L’esperto pilota inglese ha ammesso di aver dialogato con figure del reparto corse Ducati. Da Paolo Ciabatti a Davide Tardozzi, passando anche per Gigi Dall’Igna. I rapporti sono ottimi anche se ha disputato una sola stagione con il team di Borgo Panigale.
Finora non era mai emersa l’ipotesi Crutchlow per l’eventuale sostituzione di Dovizioso. Il nome forte è quello di Jorge Lorenzo, anche se Dall’Igna stesso poco tempo fa aveva smentito tale possibilità. Probabilmente serviranno almeno un paio di gare per capire chi affiancherà Jack Miller nel team ufficiale Ducati nel 2021.

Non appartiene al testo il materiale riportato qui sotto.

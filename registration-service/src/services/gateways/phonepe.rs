//! PhonePe Standard Checkout (v2) adapter.
//!
//! Every API call carries an OAuth client-credentials token, cached until
//! shortly before it expires. Callbacks are authenticated with
//! `SHA256(username:password)` in the `Authorization` header.

use super::{
    CallbackPayload, GatewayError, GatewayOrder, OrderRequest, OrderState, OrderStatus,
    PaymentGateway,
};
use crate::config::PhonePeConfig;
use crate::models::PaymentGatewayKind;
use async_trait::async_trait;
use chrono::{DateTime, TimeZone, Utc};
use reqwest::Client;
use secrecy::ExposeSecret;
use serde::{Deserialize, Serialize};
use service_core::utils::signature::{constant_time_eq, sha256_hex};
use std::sync::Arc;
use tokio::sync::RwLock;

const MIN_EXPIRY_SECS: u64 = 300;
const MAX_EXPIRY_SECS: u64 = 3600;
/// Refresh this many seconds before the token's own expiry.
const TOKEN_REFRESH_MARGIN_SECS: i64 = 60;

#[derive(Debug, Clone)]
struct CachedToken {
    access_token: String,
    expires_at: i64,
}

#[derive(Clone)]
pub struct PhonePeGateway {
    client: Client,
    config: PhonePeConfig,
    require_callback_auth: bool,
    token: Arc<RwLock<Option<CachedToken>>>,
}

#[derive(Debug, Serialize)]
struct TokenRequest<'a> {
    client_id: &'a str,
    client_version: u32,
    client_secret: &'a str,
    grant_type: &'static str,
}

#[derive(Debug, Deserialize)]
struct TokenResponse {
    access_token: String,
    /// Epoch seconds.
    expires_at: i64,
}

#[derive(Debug, Serialize)]
#[serde(rename_all = "camelCase")]
struct CreateOrderRequest<'a> {
    merchant_order_id: &'a str,
    /// Paise.
    amount: i64,
    /// Seconds.
    expire_after: u64,
    payment_flow: PaymentFlow<'a>,
}

#[derive(Debug, Serialize)]
#[serde(rename_all = "camelCase")]
struct PaymentFlow<'a> {
    #[serde(rename = "type")]
    flow_type: &'static str,
    merchant_urls: MerchantUrls<'a>,
}

#[derive(Debug, Serialize)]
#[serde(rename_all = "camelCase")]
struct MerchantUrls<'a> {
    redirect_url: &'a str,
}

#[derive(Debug, Deserialize)]
#[serde(rename_all = "camelCase")]
struct CreateOrderResponse {
    order_id: String,
    token: Option<String>,
    /// Epoch milliseconds.
    expire_at: Option<i64>,
}

#[derive(Debug, Deserialize)]
#[serde(rename_all = "camelCase")]
struct OrderStatusResponse {
    state: String,
    amount: Option<i64>,
    error_code: Option<String>,
    #[serde(default)]
    payment_details: Vec<PaymentDetail>,
}

#[derive(Debug, Deserialize)]
#[serde(rename_all = "camelCase")]
struct PaymentDetail {
    transaction_id: Option<String>,
    state: Option<String>,
    error_code: Option<String>,
}

#[derive(Debug, Deserialize)]
#[serde(rename_all = "camelCase")]
struct PhonePeError {
    code: Option<String>,
    message: Option<String>,
}

#[derive(Debug, Deserialize)]
struct CallbackBody {
    #[serde(default)]
    event: String,
    payload: CallbackOrder,
}

#[derive(Debug, Deserialize)]
#[serde(rename_all = "camelCase")]
struct CallbackOrder {
    merchant_order_id: String,
    state: Option<String>,
}

impl PhonePeGateway {
    pub fn new(config: PhonePeConfig, require_callback_auth: bool) -> Self {
        Self {
            client: Client::new(),
            config,
            require_callback_auth,
            token: Arc::new(RwLock::new(None)),
        }
    }

    fn api_url(&self, path: &str) -> String {
        format!("{}{}", self.config.api_base_url.trim_end_matches('/'), path)
    }

    fn ensure_configured(&self) -> Result<(), GatewayError> {
        if self.config.is_configured() {
            Ok(())
        } else {
            Err(GatewayError::NotConfigured(PaymentGatewayKind::Phonepe))
        }
    }

    async fn access_token(&self) -> Result<String, GatewayError> {
        let now = Utc::now().timestamp();

        if let Some(cached) = self.token.read().await.as_ref() {
            if now < cached.expires_at - TOKEN_REFRESH_MARGIN_SECS {
                return Ok(cached.access_token.clone());
            }
        }

        let mut slot = self.token.write().await;
        // Another task may have refreshed while we waited for the lock.
        if let Some(cached) = slot.as_ref() {
            if now < cached.expires_at - TOKEN_REFRESH_MARGIN_SECS {
                return Ok(cached.access_token.clone());
            }
        }

        let url = format!(
            "{}/v1/oauth/token",
            self.config.auth_base_url.trim_end_matches('/')
        );
        let request = TokenRequest {
            client_id: &self.config.client_id,
            client_version: self.config.client_version,
            client_secret: self.config.client_secret.expose_secret(),
            grant_type: "client_credentials",
        };

        let response = self.client.post(&url).form(&request).send().await?;
        let status = response.status();
        let body = response.text().await?;

        if !status.is_success() {
            tracing::error!(status = %status, "PhonePe token request failed");
            return Err(provider_error(status.as_u16(), &body));
        }

        let token: TokenResponse =
            serde_json::from_str(&body).map_err(|e| GatewayError::Decode(e.to_string()))?;

        tracing::debug!(expires_at = token.expires_at, "PhonePe access token refreshed");

        *slot = Some(CachedToken {
            access_token: token.access_token.clone(),
            expires_at: token.expires_at,
        });

        Ok(token.access_token)
    }

    fn callback_auth_matches(&self, header: &str) -> bool {
        let expected = sha256_hex(&format!(
            "{}:{}",
            self.config.callback_username,
            self.config.callback_password.expose_secret()
        ));
        let received = header
            .trim()
            .strip_prefix("SHA256 ")
            .unwrap_or(header.trim())
            .to_ascii_lowercase();
        constant_time_eq(&expected, &received)
    }
}

fn provider_error(status: u16, body: &str) -> GatewayError {
    let message = serde_json::from_str::<PhonePeError>(body)
        .ok()
        .and_then(|e| match (e.code, e.message) {
            (Some(code), Some(message)) => Some(format!("{} - {}", code, message)),
            (Some(code), None) => Some(code),
            (None, Some(message)) => Some(message),
            (None, None) => None,
        })
        .unwrap_or_else(|| body.to_string());

    GatewayError::Provider {
        gateway: PaymentGatewayKind::Phonepe,
        status: Some(status),
        message,
    }
}

fn clamp_expiry(secs: u64) -> u64 {
    secs.clamp(MIN_EXPIRY_SECS, MAX_EXPIRY_SECS)
}

fn map_state(state: &str) -> OrderState {
    match state {
        "COMPLETED" => OrderState::Completed,
        "FAILED" => OrderState::Failed,
        _ => OrderState::Pending,
    }
}

#[async_trait]
impl PaymentGateway for PhonePeGateway {
    fn kind(&self) -> PaymentGatewayKind {
        PaymentGatewayKind::Phonepe
    }

    fn is_configured(&self) -> bool {
        self.config.is_configured()
    }

    async fn create_order(&self, request: &OrderRequest) -> Result<GatewayOrder, GatewayError> {
        self.ensure_configured()?;
        let token = self.access_token().await?;

        let body = CreateOrderRequest {
            merchant_order_id: &request.merchant_order_id,
            amount: request.amount_minor(),
            expire_after: clamp_expiry(request.expiry.as_secs()),
            payment_flow: PaymentFlow {
                flow_type: "PG_CHECKOUT",
                merchant_urls: MerchantUrls {
                    redirect_url: &request.redirect_url,
                },
            },
        };

        let response = self
            .client
            .post(self.api_url("/checkout/v2/sdk/order"))
            .header("Authorization", format!("O-Bearer {}", token))
            .json(&body)
            .send()
            .await?;

        let status = response.status();
        let text = response.text().await?;

        if !status.is_success() {
            let err = provider_error(status.as_u16(), &text);
            tracing::error!(
                error = %err,
                merchant_order_id = %request.merchant_order_id,
                "PhonePe order creation failed"
            );
            return Err(err);
        }

        let order: CreateOrderResponse =
            serde_json::from_str(&text).map_err(|e| GatewayError::Decode(e.to_string()))?;

        tracing::info!(
            order_id = %order.order_id,
            merchant_order_id = %request.merchant_order_id,
            amount = body.amount,
            "PhonePe order created"
        );

        Ok(GatewayOrder {
            order_ref: request.merchant_order_id.clone(),
            provider_order_id: order.order_id,
            checkout_token: order.token,
            expire_at: order.expire_at.and_then(from_epoch_millis),
        })
    }

    async fn get_order_status(
        &self,
        order_ref: &str,
        detailed: bool,
    ) -> Result<OrderStatus, GatewayError> {
        self.ensure_configured()?;
        let token = self.access_token().await?;

        let response = self
            .client
            .get(self.api_url(&format!("/checkout/v2/order/{}/status", order_ref)))
            .query(&[("details", detailed)])
            .header("Authorization", format!("O-Bearer {}", token))
            .send()
            .await?;

        let status = response.status();
        let text = response.text().await?;

        if !status.is_success() {
            return Err(provider_error(status.as_u16(), &text));
        }

        let order: OrderStatusResponse =
            serde_json::from_str(&text).map_err(|e| GatewayError::Decode(e.to_string()))?;

        let state = map_state(&order.state);
        let settled = order
            .payment_details
            .iter()
            .rev()
            .find(|p| p.state.as_deref() == Some("COMPLETED"))
            .or_else(|| order.payment_details.last());

        tracing::debug!(merchant_order_id = %order_ref, state = %order.state, "PhonePe order status");

        Ok(OrderStatus {
            state,
            amount: order.amount,
            transaction_id: settled.and_then(|p| p.transaction_id.clone()),
            error_code: order
                .error_code
                .or_else(|| settled.and_then(|p| p.error_code.clone())),
        })
    }

    fn validate_callback(
        &self,
        auth_header: Option<&str>,
        raw_body: &str,
    ) -> Result<CallbackPayload, GatewayError> {
        if self.config.has_callback_credentials() {
            let header = auth_header
                .ok_or_else(|| GatewayError::Unauthorized("missing authorization".to_string()))?;
            if !self.callback_auth_matches(header) {
                tracing::warn!("PhonePe callback authorization mismatch");
                return Err(GatewayError::Unauthorized(
                    "invalid authorization".to_string(),
                ));
            }
        } else if self.require_callback_auth {
            return Err(GatewayError::Unauthorized(
                "callback credentials are not configured".to_string(),
            ));
        } else {
            tracing::warn!("PhonePe callback credentials not configured; accepting unverified callback");
        }

        let body: CallbackBody =
            serde_json::from_str(raw_body).map_err(|e| GatewayError::Decode(e.to_string()))?;

        Ok(CallbackPayload {
            order_ref: body.payload.merchant_order_id,
            event: body.event,
            state_hint: body.payload.state,
        })
    }
}

fn from_epoch_millis(ms: i64) -> Option<DateTime<Utc>> {
    Utc.timestamp_millis_opt(ms).single()
}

Crutchlow ci ha tenuto anche a negare un possibile ritorno in Superbike, nonostante la proposta di Honda di correre nella squadra ufficiale HRC: «Voglio continuare in MotoGP. Tornare nel WorldSBK non sarebbe un declassamento, si tratta di un grande campionato con ottimi piloti. Però in questo momento non voglio farlo, mi vedo ancora in MotoGP. Non so se la situazione cambierà».
Tutto dipenderà dalle opzioni che avrà in MotoGP. Se né Aprilia né Ducati dovessero accoglierlo, allora sarà costretto a valutare altre strade. E la SBK potrebbe tornare di moda.